Es importante definir primero:

¿Qué es la inteligencia emocional?

Son aquellas habilidades que vamos adquiriendo desde que nacemos y dependen de la influencia social, cultural y familiar. Estas competencias definirán nuestra vida en todas las áreas ya que son las que nos permiten percibir, comprender y regular las emociones propias y las relaciones con otras personas.

Aquellos que la desarrollan alcanzan mayor éxito en la vida y se perciben a sí mismos  más felices que las personas con baja inteligencia emocional. Las personas con habilidades emocionales bien desarrolladas tienen más probabilidades de sentirse satisfechas, de ser eficaces en su vida y de dominar los hábitos mentales que favorecen su propia productividad. Las personas que no pueden poner cierto orden en su vida emocional, viven  librando batallas interiores que sabotean su capacidad de concentrarse y pensar con claridad. Recordemos que nuestro estado de ánimo marca nuestras acciones.

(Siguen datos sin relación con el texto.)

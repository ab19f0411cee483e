//! Clipboard history use case
//!
//! Wires a change signal to the history store: every notification re-reads the
//! clipboard and commits whatever text is there. Also serves the read side
//! (elided listing, full-text lookup for copy-back).

use thiserror::Error;
use tracing::{debug, warn};

use crate::domain::error::PayloadDecodeError;
use crate::domain::history::{decode_payload, elide, RecordId};

use super::ports::{
    ChangeCallback, ClipboardError, ClipboardReader, ClipboardSignal, CommitOutcome,
    HistoryStore, SignalError, StorageError,
};

/// Errors from the history use case
#[derive(Debug, Error)]
pub enum HistoryError {
    #[error(transparent)]
    Signal(#[from] SignalError),

    #[error(transparent)]
    Storage(#[from] StorageError),

    #[error(transparent)]
    Clipboard(#[from] ClipboardError),

    #[error("No history entry with id {0}")]
    NotFound(RecordId),

    #[error("History entry {id} is unreadable: {source}")]
    Corrupt {
        id: RecordId,
        #[source]
        source: PayloadDecodeError,
    },
}

/// Result of handling one change notification
#[derive(Debug, Clone, Copy, PartialEq, Eq)]
pub enum CaptureOutcome {
    /// Clipboard held no text; storage untouched
    NoText,
    /// Text was handed to the store
    Committed(CommitOutcome),
}

/// Owns the store and the active change signal
pub struct HistoryController<S, R>
where
    S: HistoryStore,
    R: ClipboardReader,
{
    store: S,
    reader: R,
    signal: Option<Box<dyn ClipboardSignal>>,
}

impl<S, R> HistoryController<S, R>
where
    S: HistoryStore,
    R: ClipboardReader,
{
    /// Create a controller over an opened store. No signal is attached yet.
    pub fn new(store: S, reader: R) -> Self {
        Self {
            store,
            reader,
            signal: None,
        }
    }

    /// Start `signal` and keep it for teardown.
    ///
    /// On failure the signal is dropped and the error returned, so the caller
    /// can try another signal source.
    pub fn start(
        &mut self,
        mut signal: Box<dyn ClipboardSignal>,
        on_change: ChangeCallback,
    ) -> Result<(), HistoryError> {
        if self.signal.as_ref().is_some_and(|s| s.is_active()) {
            return Err(SignalError::AlreadyActive.into());
        }

        signal.start(on_change)?;
        debug!(watcher = signal.name(), "clipboard watcher started");
        self.signal = Some(signal);
        Ok(())
    }

    /// Name of the attached signal source, if any
    pub fn signal_name(&self) -> Option<&'static str> {
        self.signal.as_ref().map(|s| s.name())
    }

    /// Read the clipboard and commit its text, if any.
    pub async fn handle_change(&self) -> Result<CaptureOutcome, HistoryError> {
        let Some(text) = self.reader.read_text().await? else {
            debug!("clipboard change without text, ignoring");
            return Ok(CaptureOutcome::NoText);
        };

        let outcome = self.store.commit(&text)?;
        match outcome {
            CommitOutcome::Skipped => debug!("duplicate of last capture, skipped"),
            CommitOutcome::Refreshed(id) => debug!(%id, "existing entry refreshed"),
            CommitOutcome::Inserted(id) => debug!(%id, "new entry stored"),
        }
        Ok(CaptureOutcome::Committed(outcome))
    }

    /// Deliver up to `limit` recent entries as `(id, elided text)`, most
    /// recent first. Returns how many were delivered.
    pub fn list_recent<F>(&self, limit: usize, mut per_item: F) -> Result<usize, HistoryError>
    where
        F: FnMut(RecordId, &str),
    {
        let mut delivered = 0;
        self.store.fetch_recent(limit, &mut |id, _content_type, payload| {
            match decode_payload(payload) {
                Ok(text) => {
                    per_item(id, &elide(&text));
                    delivered += 1;
                }
                Err(e) => warn!(%id, error = %e, "skipping undecodable history entry"),
            }
        })?;
        Ok(delivered)
    }

    /// Full, untruncated text of one entry.
    pub fn resolve_for_copy(&self, id: RecordId) -> Result<String, HistoryError> {
        let record = self
            .store
            .fetch_by_id(id)?
            .ok_or(HistoryError::NotFound(id))?;

        record
            .text()
            .map_err(|source| HistoryError::Corrupt { id, source })
    }

    /// The underlying store
    pub fn store(&self) -> &S {
        &self.store
    }

    /// Stop the signal, then close the store.
    pub fn shutdown(mut self) -> Result<(), HistoryError> {
        if let Some(mut signal) = self.signal.take() {
            signal.stop();
            debug!(watcher = signal.name(), "clipboard watcher stopped");
        }
        self.store.close()?;
        Ok(())
    }
}
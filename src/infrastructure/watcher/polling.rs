//! Polling clipboard watcher
//!
//! For sessions where the native hook cannot be installed. Samples the
//! clipboard on an interval and signals when the text fingerprint changes.

use std::sync::Arc;
use std::time::Duration;

use tokio::task::JoinHandle;
use tokio::time::MissedTickBehavior;
use tracing::debug;

use crate::application::ports::{ChangeCallback, ClipboardReader, ClipboardSignal, SignalError};
use crate::domain::history::ContentHash;

/// Clipboard signal that samples the clipboard periodically
pub struct PollingWatcher {
    reader: Arc<dyn ClipboardReader>,
    interval: Duration,
    task: Option<JoinHandle<()>>,
}

impl PollingWatcher {
    pub fn new(reader: Arc<dyn ClipboardReader>, interval: Duration) -> Self {
        Self {
            reader,
            interval,
            task: None,
        }
    }
}

async fn poll_loop(reader: Arc<dyn ClipboardReader>, interval: Duration, on_change: ChangeCallback) {
    let mut ticker = tokio::time::interval(interval);
    ticker.set_missed_tick_behavior(MissedTickBehavior::Skip);

    // First sample is the baseline and never signals
    let mut previous: Option<Option<ContentHash>> = None;

    loop {
        ticker.tick().await;

        let current = match reader.read_text().await {
            Ok(text) => text.as_deref().map(ContentHash::of_text),
            Err(e) => {
                debug!(error = %e, "clipboard poll failed");
                continue;
            }
        };

        if previous.as_ref().is_some_and(|prev| *prev != current) {
            on_change();
        }
        previous = Some(current);
    }
}

impl ClipboardSignal for PollingWatcher {
    fn name(&self) -> &'static str {
        "poll"
    }

    fn start(&mut self, on_change: ChangeCallback) -> Result<(), SignalError> {
        if self.task.is_some() {
            return Err(SignalError::AlreadyActive);
        }

        let runtime = tokio::runtime::Handle::try_current()
            .map_err(|e| SignalError::Registration(e.to_string()))?;
        self.task = Some(runtime.spawn(poll_loop(
            Arc::clone(&self.reader),
            self.interval,
            on_change,
        )));
        debug!(interval_ms = self.interval.as_millis() as u64, "clipboard polling started");
        Ok(())
    }

    fn stop(&mut self) {
        if let Some(task) = self.task.take() {
            task.abort();
        }
    }

    fn is_active(&self) -> bool {
        self.task.is_some()
    }
}

impl Drop for PollingWatcher {
    fn drop(&mut self) {
        self.stop();
    }
}
//! Shared helpers for binary tests

use std::path::{Path, PathBuf};

use assert_cmd::Command;
use tempfile::TempDir;

use clip_tracker::application::ports::HistoryStore;
use clip_tracker::infrastructure::SqliteHistoryStore;

/// Isolated home: config, data and runtime dirs all live in a temp dir
pub struct Sandbox {
    dir: TempDir,
}

impl Sandbox {
    pub fn new() -> Self {
        Self {
            dir: tempfile::tempdir().unwrap(),
        }
    }

    pub fn path(&self) -> &Path {
        self.dir.path()
    }

    pub fn db_path(&self) -> PathBuf {
        self.dir.path().join("history.db")
    }

    /// The binary with every user directory pointed into the sandbox
    pub fn cmd(&self) -> Command {
        let mut cmd = Command::cargo_bin("clip-tracker").unwrap();
        cmd.env("HOME", self.path())
            .env("XDG_CONFIG_HOME", self.path().join("config"))
            .env("XDG_DATA_HOME", self.path().join("data"))
            .env("XDG_RUNTIME_DIR", self.path().join("run"))
            .env_remove("CLIP_TRACKER_DB")
            .env("NO_COLOR", "1")
            .env_remove("RUST_LOG");
        cmd
    }

    /// Seed the sandbox database with entries, oldest first
    pub fn seed(&self, entries: &[&str]) {
        let store = SqliteHistoryStore::open(self.db_path(), true).unwrap();
        for entry in entries {
            store.commit(entry).unwrap();
        }
        store.close().unwrap();
    }
}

El lado obscuro de la inteligencia emocional

También existe un aspecto negativo al estar totalmente en control de nuestras propias emociones, ya que podemos mentir con mayor facilidad,  disfrazar el dolor con una sonrisa; o la sensación de un placer enorme.

Científicos sociales  se dieron a la tarea de descubrir el lado obscuro de la inteligencia emocional e idearon un método para medir las estrategias de gestión emocional. Los resultados arrojaron que aquellos personajes más experimentados para engañar o causar daño eran justamente los mejores calificados en gestión emocional.  Quienes habían dado pruebas de mayor maquiavelismo, así como de  malas intenciones, mostraban índices muy elevados de conocimientos emocionales,  utilizándolo  para buscar recompensas en beneficio propio.

Ahora bien, no todo está perdido en el larguísimo esfuerzo por aumentar la inteligencia emocional con buenos propósitos, la gestión de ésta tiene que ver con los valores y principios que hemos ido adquiriendo con el paso del tiempo. Y aunque se dice que la vida no es siempre justa, lo que hacemos tarde o temprano tiene una consecuencia, pues es la conciencia de nuestros actos lo que nos hace sentir bien o mal con nosotros mismos.

Cultivemos nuestra inteligencia emocional para usarla en nuestro beneficio y el de los que nos rodean, esto nos llena de satisfacciones y le da sentido a nuestra existencia.

Recordemos en qué podemos ser útiles a otros, hagamos nuestra vida más humana para que lleguemos a ser la mejor versión de nosotros mismos.